- What to produce -
Reproduce all lines of the listing below in which the word "Result" occurs.

[Start of Attachment]

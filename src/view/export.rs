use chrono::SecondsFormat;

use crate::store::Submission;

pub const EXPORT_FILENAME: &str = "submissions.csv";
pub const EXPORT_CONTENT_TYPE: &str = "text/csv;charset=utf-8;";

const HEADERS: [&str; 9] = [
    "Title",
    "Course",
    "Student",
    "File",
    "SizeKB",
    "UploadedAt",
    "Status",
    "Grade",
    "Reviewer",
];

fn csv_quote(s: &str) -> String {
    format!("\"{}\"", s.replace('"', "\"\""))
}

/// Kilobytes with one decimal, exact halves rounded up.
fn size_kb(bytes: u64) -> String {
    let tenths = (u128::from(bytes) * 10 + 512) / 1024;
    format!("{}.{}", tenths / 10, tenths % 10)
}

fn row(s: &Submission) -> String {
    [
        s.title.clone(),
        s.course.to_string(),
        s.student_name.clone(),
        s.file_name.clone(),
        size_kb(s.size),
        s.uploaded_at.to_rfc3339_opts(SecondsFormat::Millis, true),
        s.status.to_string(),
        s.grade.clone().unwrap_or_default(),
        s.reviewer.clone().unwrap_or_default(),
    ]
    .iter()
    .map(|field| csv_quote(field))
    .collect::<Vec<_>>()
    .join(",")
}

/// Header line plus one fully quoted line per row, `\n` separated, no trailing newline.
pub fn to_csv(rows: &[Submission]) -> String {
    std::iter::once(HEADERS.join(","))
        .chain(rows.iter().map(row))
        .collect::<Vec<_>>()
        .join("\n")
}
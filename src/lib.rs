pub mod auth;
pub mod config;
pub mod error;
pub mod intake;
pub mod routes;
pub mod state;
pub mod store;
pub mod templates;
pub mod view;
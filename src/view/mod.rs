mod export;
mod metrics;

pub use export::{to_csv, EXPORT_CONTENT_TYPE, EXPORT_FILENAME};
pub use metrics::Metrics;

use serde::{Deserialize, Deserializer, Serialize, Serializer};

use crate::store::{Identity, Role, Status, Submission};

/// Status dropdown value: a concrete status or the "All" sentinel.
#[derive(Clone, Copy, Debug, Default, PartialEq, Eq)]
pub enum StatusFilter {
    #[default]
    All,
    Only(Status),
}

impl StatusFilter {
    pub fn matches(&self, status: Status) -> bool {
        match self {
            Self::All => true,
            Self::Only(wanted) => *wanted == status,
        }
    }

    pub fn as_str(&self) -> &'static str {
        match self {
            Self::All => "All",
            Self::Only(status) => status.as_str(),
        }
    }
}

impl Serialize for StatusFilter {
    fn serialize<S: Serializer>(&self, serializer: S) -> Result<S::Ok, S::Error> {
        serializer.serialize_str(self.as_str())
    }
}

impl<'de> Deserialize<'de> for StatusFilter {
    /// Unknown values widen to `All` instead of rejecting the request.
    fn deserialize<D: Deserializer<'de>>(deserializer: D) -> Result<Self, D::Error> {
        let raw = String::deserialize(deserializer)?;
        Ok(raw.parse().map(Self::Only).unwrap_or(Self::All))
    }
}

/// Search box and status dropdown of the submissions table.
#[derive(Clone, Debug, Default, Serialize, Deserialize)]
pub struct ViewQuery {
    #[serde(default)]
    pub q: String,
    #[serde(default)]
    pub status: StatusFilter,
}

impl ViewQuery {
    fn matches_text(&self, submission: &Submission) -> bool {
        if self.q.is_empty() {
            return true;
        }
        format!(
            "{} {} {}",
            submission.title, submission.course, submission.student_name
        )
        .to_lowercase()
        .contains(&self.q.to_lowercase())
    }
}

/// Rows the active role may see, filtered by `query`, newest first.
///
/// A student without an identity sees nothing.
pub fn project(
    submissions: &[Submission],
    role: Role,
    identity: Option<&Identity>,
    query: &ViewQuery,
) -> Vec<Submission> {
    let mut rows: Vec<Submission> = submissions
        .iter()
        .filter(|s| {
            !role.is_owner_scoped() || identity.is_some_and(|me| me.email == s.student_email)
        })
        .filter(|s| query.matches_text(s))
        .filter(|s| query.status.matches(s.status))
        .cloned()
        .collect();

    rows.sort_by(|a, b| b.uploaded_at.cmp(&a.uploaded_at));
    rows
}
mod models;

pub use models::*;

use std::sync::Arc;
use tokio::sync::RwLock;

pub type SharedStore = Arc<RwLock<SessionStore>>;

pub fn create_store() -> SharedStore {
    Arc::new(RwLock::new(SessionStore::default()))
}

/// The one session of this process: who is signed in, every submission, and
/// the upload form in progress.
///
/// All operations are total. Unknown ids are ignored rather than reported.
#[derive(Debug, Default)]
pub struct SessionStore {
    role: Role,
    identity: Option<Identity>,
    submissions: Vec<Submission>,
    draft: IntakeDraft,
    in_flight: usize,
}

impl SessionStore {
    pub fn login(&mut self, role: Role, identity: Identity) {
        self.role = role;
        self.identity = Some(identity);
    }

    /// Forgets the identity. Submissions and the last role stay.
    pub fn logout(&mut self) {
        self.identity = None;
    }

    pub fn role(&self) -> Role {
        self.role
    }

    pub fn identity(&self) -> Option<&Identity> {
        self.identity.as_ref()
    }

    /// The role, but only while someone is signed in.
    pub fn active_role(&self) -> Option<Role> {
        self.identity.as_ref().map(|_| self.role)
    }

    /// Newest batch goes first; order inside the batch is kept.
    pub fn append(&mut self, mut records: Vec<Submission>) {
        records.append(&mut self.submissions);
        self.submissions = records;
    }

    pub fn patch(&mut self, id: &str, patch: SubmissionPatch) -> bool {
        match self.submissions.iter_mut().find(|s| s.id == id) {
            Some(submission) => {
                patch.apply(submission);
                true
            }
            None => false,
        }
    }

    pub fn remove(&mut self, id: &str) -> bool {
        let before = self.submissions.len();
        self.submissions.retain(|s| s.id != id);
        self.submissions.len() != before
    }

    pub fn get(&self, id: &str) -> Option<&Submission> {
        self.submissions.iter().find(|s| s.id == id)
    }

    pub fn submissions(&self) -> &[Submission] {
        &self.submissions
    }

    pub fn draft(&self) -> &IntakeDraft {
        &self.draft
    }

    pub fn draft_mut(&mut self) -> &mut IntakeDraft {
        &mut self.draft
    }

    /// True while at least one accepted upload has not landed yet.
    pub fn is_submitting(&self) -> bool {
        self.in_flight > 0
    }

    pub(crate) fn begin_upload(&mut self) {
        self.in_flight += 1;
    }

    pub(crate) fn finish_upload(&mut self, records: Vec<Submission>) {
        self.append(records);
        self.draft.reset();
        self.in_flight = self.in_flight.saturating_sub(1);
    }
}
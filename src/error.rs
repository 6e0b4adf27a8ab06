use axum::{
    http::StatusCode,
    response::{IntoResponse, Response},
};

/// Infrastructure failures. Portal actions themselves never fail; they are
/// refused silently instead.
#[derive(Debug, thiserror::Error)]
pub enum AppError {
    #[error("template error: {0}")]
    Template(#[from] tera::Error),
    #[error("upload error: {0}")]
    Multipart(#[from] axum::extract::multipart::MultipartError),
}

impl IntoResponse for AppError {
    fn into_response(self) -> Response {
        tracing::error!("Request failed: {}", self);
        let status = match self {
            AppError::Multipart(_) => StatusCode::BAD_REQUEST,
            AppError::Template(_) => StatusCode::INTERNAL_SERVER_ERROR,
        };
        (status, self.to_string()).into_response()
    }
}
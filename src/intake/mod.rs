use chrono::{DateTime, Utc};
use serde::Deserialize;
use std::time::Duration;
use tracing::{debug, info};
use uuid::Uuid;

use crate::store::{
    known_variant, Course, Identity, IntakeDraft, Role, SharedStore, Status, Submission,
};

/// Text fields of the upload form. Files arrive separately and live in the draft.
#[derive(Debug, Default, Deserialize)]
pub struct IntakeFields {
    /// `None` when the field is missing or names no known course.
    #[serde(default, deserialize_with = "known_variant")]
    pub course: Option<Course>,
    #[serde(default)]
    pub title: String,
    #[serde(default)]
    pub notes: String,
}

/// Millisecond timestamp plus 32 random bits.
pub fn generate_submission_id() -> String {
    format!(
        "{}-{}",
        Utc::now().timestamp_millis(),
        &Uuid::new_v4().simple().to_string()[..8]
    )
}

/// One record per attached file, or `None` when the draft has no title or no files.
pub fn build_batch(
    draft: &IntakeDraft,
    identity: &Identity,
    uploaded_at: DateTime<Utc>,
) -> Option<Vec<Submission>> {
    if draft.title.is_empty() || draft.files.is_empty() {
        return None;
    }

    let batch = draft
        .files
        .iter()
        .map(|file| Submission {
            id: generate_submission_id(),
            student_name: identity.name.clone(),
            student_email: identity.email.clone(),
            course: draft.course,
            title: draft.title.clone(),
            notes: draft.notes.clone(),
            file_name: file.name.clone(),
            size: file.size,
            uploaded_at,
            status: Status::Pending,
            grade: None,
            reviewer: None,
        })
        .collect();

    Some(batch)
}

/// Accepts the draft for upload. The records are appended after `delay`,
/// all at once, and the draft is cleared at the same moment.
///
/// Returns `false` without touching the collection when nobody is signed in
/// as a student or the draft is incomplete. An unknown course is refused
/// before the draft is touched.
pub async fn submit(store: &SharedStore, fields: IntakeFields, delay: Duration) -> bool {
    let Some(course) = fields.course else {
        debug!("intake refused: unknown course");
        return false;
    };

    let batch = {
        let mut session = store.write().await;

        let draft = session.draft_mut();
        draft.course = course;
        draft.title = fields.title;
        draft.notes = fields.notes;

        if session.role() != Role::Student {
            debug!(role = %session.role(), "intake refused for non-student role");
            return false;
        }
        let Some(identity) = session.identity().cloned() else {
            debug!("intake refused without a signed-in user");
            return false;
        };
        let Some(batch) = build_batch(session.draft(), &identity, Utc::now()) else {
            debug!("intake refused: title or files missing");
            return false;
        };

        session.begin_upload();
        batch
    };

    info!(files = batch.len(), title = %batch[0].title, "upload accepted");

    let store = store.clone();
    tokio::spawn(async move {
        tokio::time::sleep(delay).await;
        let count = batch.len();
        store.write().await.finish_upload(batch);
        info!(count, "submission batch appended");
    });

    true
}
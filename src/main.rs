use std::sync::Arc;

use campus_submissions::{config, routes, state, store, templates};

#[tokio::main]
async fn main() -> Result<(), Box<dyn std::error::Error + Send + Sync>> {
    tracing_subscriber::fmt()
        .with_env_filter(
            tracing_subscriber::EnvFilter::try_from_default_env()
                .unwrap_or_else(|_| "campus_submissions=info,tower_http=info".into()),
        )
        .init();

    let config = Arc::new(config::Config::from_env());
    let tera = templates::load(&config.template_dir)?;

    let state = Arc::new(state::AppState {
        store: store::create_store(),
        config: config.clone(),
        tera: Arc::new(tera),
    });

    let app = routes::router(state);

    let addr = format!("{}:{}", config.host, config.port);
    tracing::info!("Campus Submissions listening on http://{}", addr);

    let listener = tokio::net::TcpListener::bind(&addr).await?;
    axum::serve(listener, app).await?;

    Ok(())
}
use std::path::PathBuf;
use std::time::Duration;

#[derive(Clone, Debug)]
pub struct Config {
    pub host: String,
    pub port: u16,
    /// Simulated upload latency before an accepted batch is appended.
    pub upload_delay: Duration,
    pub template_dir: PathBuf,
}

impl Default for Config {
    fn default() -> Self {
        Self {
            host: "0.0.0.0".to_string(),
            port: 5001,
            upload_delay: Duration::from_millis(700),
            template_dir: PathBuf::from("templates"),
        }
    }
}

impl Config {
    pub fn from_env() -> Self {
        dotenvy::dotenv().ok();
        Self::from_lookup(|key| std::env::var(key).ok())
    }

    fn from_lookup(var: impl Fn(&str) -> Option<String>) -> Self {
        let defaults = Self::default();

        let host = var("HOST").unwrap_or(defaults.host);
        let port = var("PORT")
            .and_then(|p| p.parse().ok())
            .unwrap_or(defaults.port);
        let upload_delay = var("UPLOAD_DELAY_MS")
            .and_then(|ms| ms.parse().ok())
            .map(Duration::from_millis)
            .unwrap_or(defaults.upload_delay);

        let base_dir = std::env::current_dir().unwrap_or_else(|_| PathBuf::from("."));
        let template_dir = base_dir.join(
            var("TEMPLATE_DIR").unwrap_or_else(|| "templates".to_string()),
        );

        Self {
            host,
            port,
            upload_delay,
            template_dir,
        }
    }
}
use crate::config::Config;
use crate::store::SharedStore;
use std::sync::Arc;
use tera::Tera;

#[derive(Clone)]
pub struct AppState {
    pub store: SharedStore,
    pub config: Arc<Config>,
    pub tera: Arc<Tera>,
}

[End of Attachment]

- Expected answer -
    fn serialize<S: Serializer>(&self, serializer: S) -> Result<S::Ok, S::Error> {
    fn deserialize<D: Deserializer<'de>>(deserializer: D) -> Result<Self, D::Error> {
async fn main() -> Result<(), Box<dyn std::error::Error + Send + Sync>> {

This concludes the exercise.